Schlaganfallhelferin Annette Gunser (rechts) unterstützt Jens und Kerstin Fischer. Foto: Christian Siekmann
Rems-Murr. „Aufgeben war für mich nie eine Option“, sagt Kerstin Fischer bestimmt. Vor zwei Jahren veränderte ein einziger Moment das Leben ihrer Familie grundlegend. Während eines Abendessens im Urlaub erleidet ihr Mann Jens einen schweren Schlaganfall. Der Rettungsdienst bringt ihn zunächst ins Krankenhaus, dann folgt der Transport mit dem Rettungshubschrauber nach Dresden. Es beginnt eine Zeit voller Angst, Ungewissheit und Sorgen. Jens wird ins Koma gelegt. Während Jens ums Überleben kämpfte, übernahm Kerstin Fischer die Rolle der Kämpferin nach außen. Neun Monate lang pendelte sie zwischen Klinik, Reha-Zentrum in Sachsen und ihrer Arbeit. Sie organisierte, stellte Anträge, kümmerte sich um alles – immer mit dem Ziel, Jens wieder nach Hause zu holen.
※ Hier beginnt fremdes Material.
//! Inbound message routing.
//!
//! One handler per channel, last registration wins. A payload that is not
//! valid JSON is handed through as text, and a failing handler (error or
//! panic) is logged and forgotten so the next message is processed normally.

use std::collections::HashMap;
use std::fmt;
use std::panic::{self, AssertUnwindSafe};
use std::sync::Arc;

use chrono::{DateTime, Local};
use tracing::{debug, error, warn};

use super::topics::{Channel, TopicRegistry};

/// Decoded body of an inbound message.
#[derive(Debug, Clone, PartialEq)]
pub enum Payload {
    Json(serde_json::Value),
    /// Anything that did not parse as JSON, passed through unchanged.
    Text(String),
}

impl Payload {
    pub fn parse(raw: &[u8]) -> Self {
        let text = String::from_utf8_lossy(raw);
        match serde_json::from_str(&text) {
            Ok(value) => Payload::Json(value),
            Err(_) => Payload::Text(text.into_owned()),
        }
    }

    pub fn as_json(&self) -> Option<&serde_json::Value> {
        match self {
            Payload::Json(value) => Some(value),
            Payload::Text(_) => None,
        }
    }

    /// The payload as it came off the wire (JSON re-serialised).
    pub fn raw_text(&self) -> String {
        match self {
            Payload::Json(value) => value.to_string(),
            Payload::Text(text) => text.clone(),
        }
    }
}

#[derive(Debug, Clone, PartialEq)]
pub struct InboundMessage {
    pub channel: Channel,
    pub topic: String,
    pub payload: Payload,
    pub received_at: DateTime<Local>,
}

impl fmt::Display for InboundMessage {
    fn fmt(&self, f: &mut fmt::Formatter) -> fmt::Result {
        let body = self.payload.raw_text();
        let preview: String = body.chars().take(40).collect();
        write!(f, "{} - {}: {}", self.received_at, self.topic, preview)
    }
}

pub type Handler = Arc<dyn Fn(&InboundMessage) -> color_eyre::Result<()> + Send + Sync>;

/// Channel → handler table plus the registry used to resolve wire topics.
#[derive(Clone)]
pub struct MessageRouter {
    topics: TopicRegistry,
    handlers: HashMap<Channel, Handler>,
}

impl MessageRouter {
    pub fn new(topics: TopicRegistry) -> Self {
        Self {
            topics,
            handlers: HashMap::new(),
        }
    }

    /// Registers `handler` for `channel`, returning the one it replaced.
    pub fn register(&mut self, channel: Channel, handler: Handler) -> Option<Handler> {
        self.handlers.insert(channel, handler)
    }

    pub fn remove(&mut self, channel: Channel) -> Option<Handler> {
        self.handlers.remove(&channel)
    }

    pub fn clear(&mut self) {
        self.handlers.clear();
    }

    pub fn channels(&self) -> Vec<Channel> {
        let mut channels: Vec<Channel> = self.handlers.keys().copied().collect();
        channels.sort_by_key(|c| *c as usize);
        channels
    }

    pub fn handler(&self, channel: Channel) -> Option<Handler> {
        self.handlers.get(&channel).cloned()
    }

    /// Decodes a raw message and resolves its handler.
    ///
    /// Split from [`dispatch`](Self::dispatch) so a caller holding a lock can
    /// resolve under it and run the handler after releasing it.
    pub fn prepare(&self, topic: &str, raw: &[u8]) -> Option<(InboundMessage, Handler)> {
        let Some(channel) = self.topics.resolve(topic) else {
            debug!("Discarding message on unknown topic {}", topic);
            return None;
        };

        let payload = Payload::parse(raw);
        if let Payload::Text(ref text) = payload {
            debug!("Non-JSON payload on {}: {}", topic, text);
        }

        let Some(handler) = self.handler(channel) else {
            debug!("No handler registered for {}", channel);
            return None;
        };

        let message = InboundMessage {
            channel,
            topic: topic.to_string(),
            payload,
            received_at: Local::now(),
        };
        Some((message, handler))
    }

    /// Delivers one raw message. Never panics, never returns an error.
    pub fn dispatch(&self, topic: &str, raw: &[u8]) -> bool {
        match self.prepare(topic, raw) {
            Some((message, handler)) => invoke(&handler, &message),
            None => false,
        }
    }
}

/// Runs a handler, containing both errors and panics. Returns whether it succeeded.
pub fn invoke(handler: &Handler, message: &InboundMessage) -> bool {
    match panic::catch_unwind(AssertUnwindSafe(|| handler(message))) {
        Ok(Ok(())) => true,
        Ok(Err(e)) => {
            warn!("Handler for {} failed: {:#}", message.topic, e);
            false
        }
        Err(_) => {
            error!("Handler for {} panicked", message.topic);
            false
        }
    }
}

#[cfg(test)]
mod tests {
    use super::*;
    use color_eyre::eyre::eyre;
    use std::sync::Mutex;

    fn recording() -> (Handler, Arc<Mutex<Vec<Payload>>>) {
        let seen = Arc::new(Mutex::new(Vec::new()));
        let sink = seen.clone();
        let handler: Handler = Arc::new(move |message: &InboundMessage| {
            sink.lock().unwrap().push(message.payload.clone());
            Ok(())
        });
        (handler, seen)
    }

    #[test]
    fn parsed_json_reaches_sensor_handler() {
        let mut router = MessageRouter::new(TopicRegistry::default());
        let (handler, seen) = recording();
        router.register(Channel::Sensor, handler);

        assert!(router.dispatch("silagung/sensor", br#"{"waterFlow":1.5}"#));

        let seen = seen.lock().unwrap();
        assert_eq!(seen.len(), 1);
        let value = seen[0].as_json().unwrap();
        assert_eq!(value["waterFlow"], 1.5);
    }

    #[test]
    fn invalid_json_is_passed_as_text() {
        let mut router = MessageRouter::new(TopicRegistry::default());
        let (handler, seen) = recording();
        router.register(Channel::Sensor, handler);

        router.dispatch("silagung/sensor", b"{ invalid json");

        let seen = seen.lock().unwrap();
        assert_eq!(seen[0], Payload::Text("{ invalid json".to_string()));
        assert!(seen[0].as_json().is_none());
    }

    #[test]
    fn unknown_topic_is_discarded() {
        let mut router = MessageRouter::new(TopicRegistry::default());
        let (handler, seen) = recording();
        router.register(Channel::Sensor, handler);

        assert!(!router.dispatch("elsewhere/sensor", b"{}"));
        assert!(!router.dispatch("silagung/system", b"{}"));
        assert!(seen.lock().unwrap().is_empty());
    }

    #[test]
    fn failing_handlers_do_not_stop_later_messages() {
        let mut router = MessageRouter::new(TopicRegistry::default());
        let erroring: Handler =
            Arc::new(|_: &InboundMessage| -> color_eyre::Result<()> { Err(eyre!("bad state")) });
        let panicking: Handler =
            Arc::new(|_: &InboundMessage| -> color_eyre::Result<()> { panic!("handler bug") });
        router.register(Channel::System, erroring);
        router.register(Channel::Config, panicking);
        let (handler, seen) = recording();
        router.register(Channel::Sensor, handler);

        assert!(!router.dispatch("silagung/system", b"{}"));
        assert!(!router.dispatch("silagung/config", b"{}"));
        assert!(router.dispatch("silagung/sensor", b"42"));

        assert_eq!(seen.lock().unwrap().len(), 1);
    }

    #[test]
    fn last_registration_wins() {
        let mut router = MessageRouter::new(TopicRegistry::default());
        let (first, first_seen) = recording();
        let (second, second_seen) = recording();
        assert!(router.register(Channel::Sensor, first).is_none());
        assert!(router.register(Channel::Sensor, second).is_some());

        router.dispatch("silagung/sensor", b"1");

        assert!(first_seen.lock().unwrap().is_empty());
        assert_eq!(second_seen.lock().unwrap().len(), 1);
        assert_eq!(router.channels(), vec![Channel::Sensor]);
    }
}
„Man wächst in diese Situation hinein“, sagt sie heute. „Aber ohne Hilfe hätten wir das nicht geschafft.“ Ein besonderer Dank gilt Annette Gunser, ehrenamtliche Schlaganfallhelferin des DRK Rems-Murr. „Annette war an unserer Seite, als wir sie am dringendsten brauchten, und sie hat uns neue Hoffnung geschenkt.“
Neben der konkreten Hilfe spielte für Kerstin auch ihr Glaube eine entscheidende Rolle. Auch ihr enger Freundes- und Verwandtenkreis half mit, wo es nur ging: „Wir wurden getragen – durch Besuche, Gespräche, durch Menschen, die einfach für uns da waren. Dafür bin ich unendlich dankbar.“
Eine betreute Wohngruppe war nie eine Option
Im Wohnzimmer der Familie Fischer sitzen die drei beisammen. An den Wänden erinnern Fotos an unbeschwerte Zeiten – Zeiten, in denen Jens fest im Berufsleben stand. Jens, damals ein kräftiger Mann, sitzt heute im Rollstuhl. Seine Sprache ist eingeschränkt, doch in seinem Blick liegen Wachheit und Lebenswille. Gemeinsam erinnern sie sich an den 9. April 2023. „Es kam ohne jede Vorwarnung.“ Ein Arzt sprach Klartext: „Ihr Mann wird nie wieder ein eigenständiges Leben führen können. Suchen Sie eine betreute Wohngruppe.“ Doch Kerstin wusste: Das war keine Option. „Ich habe gespürt, dass Jens nicht aufgeben will.“ Die Familie mobilisierte alle Kräfte. Der Alltag bestand aus Terminen, Ausfüllen von Anträgen, Gesprächen mit verschiedenen Ämtern und Institutionen – kaum Zeit zum Durchatmen. Trotzdem blieb Kerstin berufstätig, unterstützt von ihren Kindern und Freunden. Am 15. Dezember 2023 wurde Jens nach neun Monaten der Rehabilitation nach Hause entlassen. Der Weg dorthin war mühsam, die Fortschritte waren klein. Und eines ist für ihn heute klar: „Ich bin dankbar, dass ich noch lebe!“ Kerstin nickt. „Man muss kämpfen – immer wieder neu.“
Diese Ausdauer kennt Annette Gunser. Vor zwei Jahren ließ sich Annette Gunser von der Stiftung Schlaganfallhilfe und den Rems-Murr-Kliniken zur ehrenamtlichen Schlaganfallhelferin ausbilden. Die gelernte Krankenschwester leitete zuvor 30 Jahre lang das Sanitätshaus Gunser in Waiblingen als Filialleiterin und Geschäftsführerin – ideale Voraussetzungen für ihr heutiges Ehrenamt. „Ich wollte in meiner Freizeit etwas Nützliches und Sinnvolles tun“, sagt sie. Über ihre Arbeit im Sanitätshaus entstand auch der Kontakt zu Familie Fischer. Seit Februar 2024 begleitet sie Kerstin und Jens Fischer als ehrenamtliche Helferin des DRK-Kreisverbands Rems-Murr – bis heute, in allen Lebenslagen.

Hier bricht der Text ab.